En Baker Beach, a solo unas cuantas manzanas del que fuera ―casi una década antes― epicentro del Verano del Amor en pleno corazón de San Francisco, un grupo de amigos se reunieron para celebrar la noche del solsticio de verano quemando una efigie de madera de casi 2,5 metros de altura que ellos mismos habían construido. Era 1986 y acababa de nacer el festival Burning Man.
La conexión con 1967 no es gratuita. Aunque el término es difuso y carga sobre sus hombros la explosión de toda una contracultura americana que conecta ―a través del tiempo― desde la generación Beat a las raves británicas, pasando por Woodstock, los movimientos pacifistas contra la Guerra de Vietnam o el consumo recreativo de drogas psicodélicas, muchos marcan su nacimiento en el Human Be-In de comienzos de ese año en San Francisco.
Allí, uno de los nombres propios de la psicología del siglo pasado e importante defensor del LSD, Timothy Leary, pronunciaba ante miles de personas su memorable “Turn on, tune in, and drop out”, condensando en siete palabras el sentir de toda una generación. Precisamente, parte de las cenizas de Leary serían ―medio siglo después― llevadas en procesión al Totem of Confessions: la capilla erigida ―y posteriormente quemada― por Michael Garlington en el Burning Man Festival de 2015.
Volviendo atrás, a comienzos de los 90, las autoridades prohibieron realizar la quema en la playa, y este ritual anual se trasladó al vecino estado de Nevada. Escondido en la inmensidad del desierto de Black Rock ―que, excepto en 1997, siempre ha acogido el evento―, la celebración fue creciendo en asistentes y duración verano tras verano, lo que generó la necesidad de cierto diseño urbano.
Radiografía de una pop-up city
Mundialmente conocido por sus instalaciones artísticas y su música, por la extravagante magia del desierto, por el famoseo creciente en cada edición y por su polémico elitismo, hoy el Burning Man Festival sigue siendo un fenómeno ―frecuentemente comparado con el gigantesco e itinerante peregrinaje hindú del Kumbh-Mela― casi único. Su celebración implica cada año la creación de una ciudad entera ―que ya supera los 50.000 habitantes― sobre el lienzo en blanco de la arena del desierto para, una semana después, desaparecer sin apenas dejar rastro.

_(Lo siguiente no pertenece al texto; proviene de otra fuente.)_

//! Configuration management for yd-backup.
//!
//! Loads configuration from a TOML file. Durations accept humantime strings
//! (`"72h"`, `"1h 30m"`) or plain integer seconds.

use crate::utils::errors::{BackupError, Result};
use serde::{Deserialize, Deserializer};
use std::path::{Path, PathBuf};
use std::time::Duration;

/// Default Yandex Disk REST API root
pub const DEFAULT_API_URL: &str = "https://cloud-api.yandex.net/v1/disk";

#[derive(Debug, Clone, Deserialize)]
pub struct Config {
    /// Files to back up
    pub files: Vec<BackupTarget>,

    /// Local backup directory and retention
    pub backup: LocalConfig,

    /// Remote disk endpoint and retention
    pub disk: DiskConfig,

    #[serde(default)]
    pub log: LogConfig,

    #[serde(default)]
    pub performance: PerformanceConfig,
}

/// One file to protect
#[derive(Debug, Clone, PartialEq, Eq, Deserialize)]
pub struct BackupTarget {
    /// Logical name, used as the backup file name prefix
    pub name: String,

    /// Source file path
    pub path: PathBuf,
}

impl BackupTarget {
    pub fn new(name: impl Into<String>, path: impl Into<PathBuf>) -> Self {
        Self {
            name: name.into(),
            path: path.into(),
        }
    }
}

#[derive(Debug, Clone, Deserialize)]
pub struct LocalConfig {
    /// Directory receiving timestamped local copies
    pub dir: PathBuf,

    /// Retention count; zero means "not configured"
    #[serde(default)]
    pub count: usize,

    /// Local files older than this are erased; zero means "not configured"
    #[serde(default, deserialize_with = "deserialize_duration")]
    pub expired: Duration,
}

#[derive(Debug, Clone, Deserialize)]
pub struct DiskConfig {
    /// OAuth token sent on every request
    pub token: String,

    /// Remote base directory for backups
    pub dir: String,

    /// Per-call timeout for outbound HTTP requests
    #[serde(default = "default_timeout", deserialize_with = "deserialize_duration")]
    pub timeout: Duration,

    #[serde(
        default = "default_connect_timeout",
        deserialize_with = "deserialize_duration"
    )]
    pub connect_timeout: Duration,

    /// Remote objects older than this are erased
    #[serde(default, deserialize_with = "deserialize_duration")]
    pub expired: Duration,

    /// Keep the file extension in the remote object name
    #[serde(default = "default_extension")]
    pub extension: bool,

    /// REST API root
    #[serde(default = "default_api_url")]
    pub api_url: String,

    /// Page size used when listing remote directories
    #[serde(default = "default_page_limit")]
    pub page_limit: u32,
}

#[derive(Debug, Clone, Deserialize)]
pub struct LogConfig {
    /// Log level (trace, debug, info, warn, error)
    #[serde(default = "default_log_level")]
    pub level: String,

    /// Log output (stdout, file, both)
    #[serde(default)]
    pub output: LogOutput,

    /// Directory for dated `<YYYY_MM_DD>.log` files
    #[serde(default = "default_log_dir")]
    pub dir: PathBuf,
}

#[derive(Debug, Clone, Copy, Default, PartialEq, Eq, Deserialize)]
#[serde(rename_all = "lowercase")]
pub enum LogOutput {
    #[default]
    Stdout,
    File,
    Both,
}

impl LogOutput {
    pub fn to_stdout(self) -> bool {
        matches!(self, LogOutput::Stdout | LogOutput::Both)
    }

    pub fn to_file(self) -> bool {
        matches!(self, LogOutput::File | LogOutput::Both)
    }

    /// Also mirror to stdout when writing to a file
    pub fn mirrored(self) -> Self {
        match self {
            LogOutput::File => LogOutput::Both,
            other => other,
        }
    }
}

#[derive(Debug, Clone, Default, Deserialize)]
pub struct PerformanceConfig {
    /// Maximum concurrent backup jobs (0 = one task per target, unbounded)
    #[serde(default)]
    pub max_concurrent_jobs: usize,
}

impl Default for LogConfig {
    fn default() -> Self {
        Self {
            level: default_log_level(),
            output: LogOutput::default(),
            dir: default_log_dir(),
        }
    }
}

impl DiskConfig {
    /// Minimal endpoint configuration with defaults for everything else
    pub fn new(token: impl Into<String>, dir: impl Into<String>) -> Self {
        Self {
            token: token.into(),
            dir: dir.into(),
            timeout: default_timeout(),
            connect_timeout: default_connect_timeout(),
            expired: Duration::ZERO,
            extension: default_extension(),
            api_url: default_api_url(),
            page_limit: default_page_limit(),
        }
    }
}

// Default values
fn default_timeout() -> Duration {
    Duration::from_secs(2 * 60 * 60)
}

fn default_connect_timeout() -> Duration {
    Duration::from_secs(30)
}

fn default_extension() -> bool {
    true
}

fn default_api_url() -> String {
    DEFAULT_API_URL.to_string()
}

fn default_page_limit() -> u32 {
    100
}

fn default_log_level() -> String {
    "info".to_string()
}

fn default_log_dir() -> PathBuf {
    PathBuf::from("./logs")
}

fn deserialize_duration<'de, D>(deserializer: D) -> std::result::Result<Duration, D::Error>
where
    D: Deserializer<'de>,
{
    #[derive(Deserialize)]
    #[serde(untagged)]
    enum Raw {
        Seconds(u64),
        Text(String),
    }

    match Raw::deserialize(deserializer)? {
        Raw::Seconds(secs) => Ok(Duration::from_secs(secs)),
        Raw::Text(text) => humantime::parse_duration(text.trim()).map_err(serde::de::Error::custom),
    }
}

impl Config {
    /// Load and validate configuration from a TOML file
    pub fn from_file(path: &Path) -> Result<Self> {
        let content = std::fs::read_to_string(path)
            .map_err(|e| BackupError::io(format!("unable to read config {}", path.display()), e))?;
        Self::parse(&content)
    }

    /// Parse and validate configuration from TOML text
    pub fn parse(content: &str) -> Result<Self> {
        let config: Config =
            toml::from_str(content).map_err(|e| BackupError::Config(e.to_string()))?;
        config.validate()?;
        Ok(config)
    }

    /// Check required fields that serde cannot express
    pub fn validate(&self) -> Result<()> {
        if self.files.is_empty() {
            return Err(BackupError::Config("no files configured".to_string()));
        }

        for (idx, target) in self.files.iter().enumerate() {
            if target.name.trim().is_empty() {
                return Err(BackupError::Config(format!("files[{}].name is empty", idx)));
            }
            if target.path.as_os_str().is_empty() {
                return Err(BackupError::Config(format!("files[{}].path is empty", idx)));
            }
        }

        if self.backup.dir.as_os_str().is_empty() {
            return Err(BackupError::Config("backup.dir is empty".to_string()));
        }
        if self.disk.token.trim().is_empty() {
            return Err(BackupError::Config("disk.token is empty".to_string()));
        }
        if self.disk.dir.trim().is_empty() {
            return Err(BackupError::Config("disk.dir is empty".to_string()));
        }
        if self.log.output.to_file() && self.log.dir.as_os_str().is_empty() {
            return Err(BackupError::Config("log.dir is empty".to_string()));
        }
        if self.disk.timeout.is_zero() {
            return Err(BackupError::Config("disk.timeout must be positive".to_string()));
        }
        if self.disk.page_limit == 0 {
            return Err(BackupError::Config("disk.page_limit must be positive".to_string()));
        }

        Ok(())
    }
}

El diseño urbano de la Black Rock City parte del trazado de Rod Garret para la edición de 1998, que alojaba a 9.000 burners. Como en una versión invertida del panóptico de Jeremy Bentham ―modelo pionero de prisión que desde un único punto central vigilaba todo―, el Burning Man aparece como hito y centro geográfico de los arcos que definen la curva de las calles concéntricas de esta metrópoli efímera.
Desde el mismo punto, una serie de calles radiales a intervalos de 15º dibujan un reloj solar de escala urbana. Los sectores circulares resultantes determinan las supermanzanas del asentamiento ― con una programación jerárquica y densidades específicas―, cuya distribución interior definen los usuarios. Esto genera una urbe compuesta por una amalgama de construcciones que van desde las más simples tiendas de campaña y caravanas, a elaborados refugios temporales de estructura ligera.
Frente a la distribución totalmente libre de los propios campamentos, esta dicotomía generada por la estructuración top-down consigue mantener bajo control la dispersión urbana, al tiempo que se expresa y se fomenta un sentimiento de pertenencia comunitaria. El tercio noreste de la circunferencia se mantiene vacío, abierto al horizonte infinito del desierto. Adquiere así una importancia ―como señalaba Garrett― “espiritual y psicológica […] invitando al mundo natural a entrometerse” en esta ciudad erigida desde el polvo por la mano del hombre.
Pandemia. Burning Man cancelado. ¿Su fin?
Este 2020 no arderá el fuego sobre las arenas del desierto de Black Rock. La pandemia del coronavirus ha impedido al Burning Man Festival seguir sumando años a los 33 cumplidos el pasado verano. Decía el propio Rod Garret que este “es al mismo tiempo un fenómeno muy real y, sin embargo, extremadamente efímero”.
Y la realidad es que la supervivencia de un evento cuyo presupuesto depende principalmente ―hasta en un 90%― de la venta de abonos y que “debe surgir anualmente de la nada, brillar durante unos días y luego esfumarse por completo”, está en jaque. Si se ha esfumado o no para siempre está por ver. Mientras, conviene recordar aquella obra de John Giorno ―otra figura crucial de la contracultura estadounidense― cuyo título rezaba You got to burn to shine.